Hezbollah and Hamas are armed with tens of thousands of rockets of different types and on the day they receive the order, “they’ll fire them at our cities and civilians.
Although Hezbollah is busy these months with combat on behalf of the regime of [Syrian President] Bashar Assad, it is ready for a conflict with Israel, with Iranian and Syrian assistance,” he added.
“Lebanese citizens and their leaders must understand that for every Hezbollah attack on us, the organization and Lebanon itself will be considered responsible and will pay the price,” Ya’alon said The brutal Syrian civil war presents security risks, but also opportunities, he added.
“The fact that Arab states are busy with themselves and their survival… prevents them from focusing on us.”
Also on Tuesday, in a lengthy interview with Israel Radio, Chief of Staff Lt.-Gen. Benny Gantz said that the IDF has the ability to attack Iran’s nuclear sites without help from other other nations.
When asked if the IDF has the capabilities to attack Iran alone, Gantz answered “unequivocally, yes.
“The Iranian challenge is a meaningful one. We must look at it strategically long-term.
We will do what needs to be done, when it needs to be done,” he said.
Gantz said that the top political and military officials discussed a possible strike in Iran, but denied reports that there were arguments on the topic.
“There are long, continuous discussions, and I presume we’ll have more of those in the future,” he said.
On the northern front, Gantz assured that the IDF is ready for a possible military confrontation with Syria and with Lebanon.
“We are ready, at any given time and in an immediate manner, for a war with Syria, both on the defense and on the offense. I don’t see it happening tomorrow morning, but despite that we are ready.”
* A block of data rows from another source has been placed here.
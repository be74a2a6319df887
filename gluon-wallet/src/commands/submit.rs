//! Submit command

use anyhow::{Context, Result};
use std::{fs, path::Path};

use crate::error::WalletError;

use super::{connect, print_error, print_success};

/// Run the submit command
pub async fn run(config_path: &Path, signed_path: &Path) -> Result<()> {
    let contents = fs::read_to_string(signed_path)
        .with_context(|| format!("Failed to read {}", signed_path.display()))?;
    let signed: serde_json::Value = serde_json::from_str(&contents)
        .with_context(|| format!("{} is not valid JSON", signed_path.display()))?;

    let gluon = connect(config_path)?;
    match gluon.submit(&signed).await {
        Ok(tx_id) => {
            print_success(&format!("Submitted transaction {tx_id}"));
            Ok(())
        }
        Err(e @ WalletError::StaleState(_)) => {
            print_error("An input was spent after the transaction was built.");
            println!("Run 'gluon-wallet build' again and sign the new transaction.");
            Err(e.into())
        }
        Err(e) => Err(e.into()),
    }
}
On the southern front, Gantz discussed the achievements of Operation Pillar of Defense last November and said the relative quiet maintained since the cease-fire agreement with Hamas is a testament to the deterrence Israel established.
“There were several isolated incidents lately that were made to appear more prominent because of the relative quiet, and rightfully so. We have no intention to go back to the situation that was before Pillar of Defense. If this quiet continues [and no rockets are fired], there will be quiet in the Gaza Strip,” he said. “If the quiet does not continue, there will be no quiet in the Gaza Strip and it will be very painful [for the Hamas leadership] and we will not be afraid to resume our operations in the Strip and even extend them.
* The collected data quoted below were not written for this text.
//! Protocol Metrics
//!
//! Read-only figures derived from one reserve and oracle snapshot. Percentages
//! are integers in nano-percent (`100% == 100 * NANO`).

use crate::{
    boxes::{OracleBox, ReserveBox, Token},
    error::{DomainError, ReactorError},
    fees::token_value,
    math::{checked_sum, mul_div, mul_div_wide, NANO},
    pricing,
    volume::Direction,
};

/// One hundred percent in nano-percent.
pub const HUNDRED_PERCENT: u64 = 100 * NANO;

/// Reserve ratio at which the fusion ratio reaches its ceiling, `100 / 0.66`
/// percent, in nano-percent.
///
/// Hand-derived from the fusion ratio ceiling; awaiting confirmation of the
/// exact rounding from the protocol designers.
pub const CUSHION_FLOOR: u64 = 151_515_151_515;

/// Volume windows reported by [`ProtocolStats`], in epochs.
pub const VOLUME_WINDOWS: [usize; 3] = [1, 7, 14];

/// Accumulated transmutation volume over one window, in nanoERG.
#[derive(Clone, Copy, Debug, Default, Eq, PartialEq)]
pub struct VolumeSummary {
    pub epochs: usize,
    pub to_stable: u64,
    pub to_volatile: u64,
}

#[derive(Clone, Debug, Eq, PartialEq)]
pub struct ProtocolStats {
    pub prices: pricing::PriceSnapshot,
    /// nanoERG per gram of gold
    pub gold_price: u64,
    pub tvl: u64,
    pub normalized_reserve_ratio: u64,
    pub reserve_ratio: u64,
    pub price_crash_cushion: u64,
    pub volumes: Vec<VolumeSummary>,
}

fn circulating_value(reserve: &ReserveBox, oracle: &OracleBox, token: Token) -> Result<u64, ReactorError> {
    token_value(reserve, oracle, token, reserve.circulating_supply(token))
}

/// Total value locked: market value of both circulating supplies in nanoERG.
pub fn tvl(reserve: &ReserveBox, oracle: &OracleBox) -> Result<u64, ReactorError> {
    Ok(checked_sum([
        circulating_value(reserve, oracle, Token::Stable)?,
        circulating_value(reserve, oracle, Token::Volatile)?,
    ])?)
}

/// `100 * (volatile value + stable value) / stable value`, the inverse of the
/// stable token's share of the reserve.
pub fn normalized_reserve_ratio(reserve: &ReserveBox, oracle: &OracleBox) -> Result<u64, ReactorError> {
    let stable = circulating_value(reserve, oracle, Token::Stable)?;
    let total = tvl(reserve, oracle)?;
    Ok(mul_div(total, HUNDRED_PERCENT, stable)?)
}

/// TVL relative to the gold value of the circulating stable tokens.
pub fn reserve_ratio(reserve: &ReserveBox, oracle: &OracleBox) -> Result<u64, ReactorError> {
    let circ = reserve.circulating_supply(Token::Stable);
    if circ == 0 {
        return Err(DomainError::ZeroCirculatingSupply(Token::Stable.name()).into());
    }
    let price_per_kg = oracle.price_per_kg();
    if price_per_kg == 0 {
        return Err(DomainError::ZeroOraclePrice.into());
    }
    // tvl / (circ / 1e9 * price_per_kg / 1e3), in percent
    Ok(mul_div_wide(
        &[tvl(reserve, oracle)?, 100_000_000_000_000, NANO],
        &[circ, price_per_kg],
    )?)
}

/// Largest drop of the reserve asset against gold the stable peg survives,
/// as a percentage of the current price. Zero once the fusion ratio is at
/// its ceiling.
pub fn price_crash_cushion(reserve_ratio: u64) -> Result<u64, ReactorError> {
    if reserve_ratio <= CUSHION_FLOOR {
        return Ok(0);
    }
    Ok(mul_div(
        reserve_ratio - CUSHION_FLOOR,
        HUNDRED_PERCENT,
        reserve_ratio,
    )?)
}

/// Volume in both directions over the `epochs` most recent epochs.
pub fn volume_summary(reserve: &ReserveBox, epochs: usize) -> Result<VolumeSummary, ReactorError> {
    Ok(VolumeSummary {
        epochs,
        to_stable: reserve.accumulate_volume(Direction::ToStable, epochs)?,
        to_volatile: reserve.accumulate_volume(Direction::ToVolatile, epochs)?,
    })
}

/// All metrics for the dashboard, at one snapshot.
pub fn protocol_stats(reserve: &ReserveBox, oracle: &OracleBox) -> Result<ProtocolStats, ReactorError> {
    let reserve_ratio = reserve_ratio(reserve, oracle)?;
    let volumes = VOLUME_WINDOWS
        .iter()
        .filter(|epochs| **epochs <= reserve.bucket_len())
        .map(|epochs| volume_summary(reserve, *epochs))
        .collect::<Result<Vec<_>, _>>()?;
    Ok(ProtocolStats {
        prices: pricing::snapshot(reserve, oracle)?,
        gold_price: oracle.price_per_unit(),
        tvl: tvl(reserve, oracle)?,
        normalized_reserve_ratio: normalized_reserve_ratio(reserve, oracle)?,
        reserve_ratio,
        price_crash_cushion: price_crash_cushion(reserve_ratio)?,
        volumes,
    })
}

#[cfg(test)]
mod tests {
    use super::*;
    use crate::{
        boxes::{
            tests::{oracle_raw, reserve_raw},
            RegisterValue,
        },
        config::tests::test_config,
        registers::{encode_long_array, RegisterId},
    };
    use assert_matches::assert_matches;

    const TOTAL: u64 = 1_000_000_000_000_000;

    /// 100 ERG reserve, 50 stable and 20 volatile in circulation.
    fn reserve_with(volume_to_stable: Option<Vec<u64>>) -> ReserveBox {
        let config = test_config();
        let mut raw = reserve_raw(
            &config,
            100_000_000_000 + config.min_box_value,
            (TOTAL, TOTAL),
            (TOTAL - 50_000_000_000, TOTAL - 20_000_000_000),
            (0, 1_000_000_000),
        );
        if let Some(volume) = volume_to_stable {
            raw.additional_registers.insert(
                RegisterId::R7,
                RegisterValue::Serialized(encode_long_array(&volume).unwrap()),
            );
        }
        ReserveBox::from_raw(raw, &config).unwrap()
    }

    fn oracle() -> OracleBox {
        // 1 ERG per gram
        OracleBox::from_raw(oracle_raw(1_000_000_000_000)).unwrap()
    }

    #[test]
    fn test_tvl_sums_both_supplies() {
        // 50 stable at 1 ERG plus 20 volatile at 2.5 ERG
        assert_eq!(tvl(&reserve_with(None), &oracle()).unwrap(), 100_000_000_000);
    }

    #[test]
    fn test_reserve_ratios() {
        let r = reserve_with(None);
        let o = oracle();
        assert_eq!(normalized_reserve_ratio(&r, &o).unwrap(), 200 * NANO);
        assert_eq!(reserve_ratio(&r, &o).unwrap(), 200 * NANO);
    }

    #[test]
    fn test_price_crash_cushion() {
        // 100 * (200 - 151.515151515) / 200
        assert_eq!(price_crash_cushion(200 * NANO).unwrap(), 24_242_424_242);
        assert_eq!(price_crash_cushion(CUSHION_FLOOR).unwrap(), 0);
        assert_eq!(price_crash_cushion(120 * NANO).unwrap(), 0);
    }

    #[test]
    fn test_zero_oracle_price() {
        let r = reserve_with(None);
        let o = OracleBox::from_raw(oracle_raw(0)).unwrap();
        assert_matches!(
            reserve_ratio(&r, &o),
            Err(ReactorError::Domain(DomainError::ZeroOraclePrice))
        );
    }

    #[test]
    fn test_volume_windows() {
        let mut volume = vec![0u64; 14];
        volume[0] = 5;
        volume[3] = 7;
        volume[10] = 11;
        let r = reserve_with(Some(volume));

        let stats = protocol_stats(&r, &oracle()).unwrap();
        let to_stable: Vec<_> = stats.volumes.iter().map(|v| (v.epochs, v.to_stable)).collect();
        assert_eq!(to_stable, vec![(1, 5), (7, 12), (14, 23)]);
        assert!(stats.volumes.iter().all(|v| v.to_volatile == 0));
        assert_eq!(stats.gold_price, NANO);
        assert_eq!(stats.price_crash_cushion, 24_242_424_242);
    }

    #[test]
    fn test_window_beyond_buckets() {
        assert_matches!(
            volume_summary(&reserve_with(None), 15),
            Err(ReactorError::Range { requested: 15, max: 14 })
        );
    }
}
“We must not forget that Hamas holds full and direct responsibility to everything that happens in the Gaza Strip,” Gantz continued. “If rockets are fired from [the Strip], it’s either because Hamas allows it or because it doesn’t control the Strip. It is [Hamas’s] responsibility and we will demand that of it.”
The chief of staff also said the situation in the West Bank is not as grave as it was prior to the outbreaks of the first and second intifada, in 1987 and 2000, respectively, and that a third intifada was not currently on the horizon.
Regardless, Gantz assured that the IDF is ready for any possible escalation.
Gantz spoke at length about the enlistment of haredim into army service, asserting that “in principle, every citizen needs to serve their country” and promising the process will be “gradually, evolving.”
The chief of staff also stressed that the IDF needs any offered manpower to maintain the level of preparedness of its soldiers and its reserve soldiers.
“There are more fronts, more challenges. We need to be able to perform operational duty, as well as be in the required level of readiness for any possible escalation.
We also need to allow our reserve soldiers to drill as required and not just carry out operational duties. The more manpower we have, the better our response on a day-to-day basis will be,” he explained.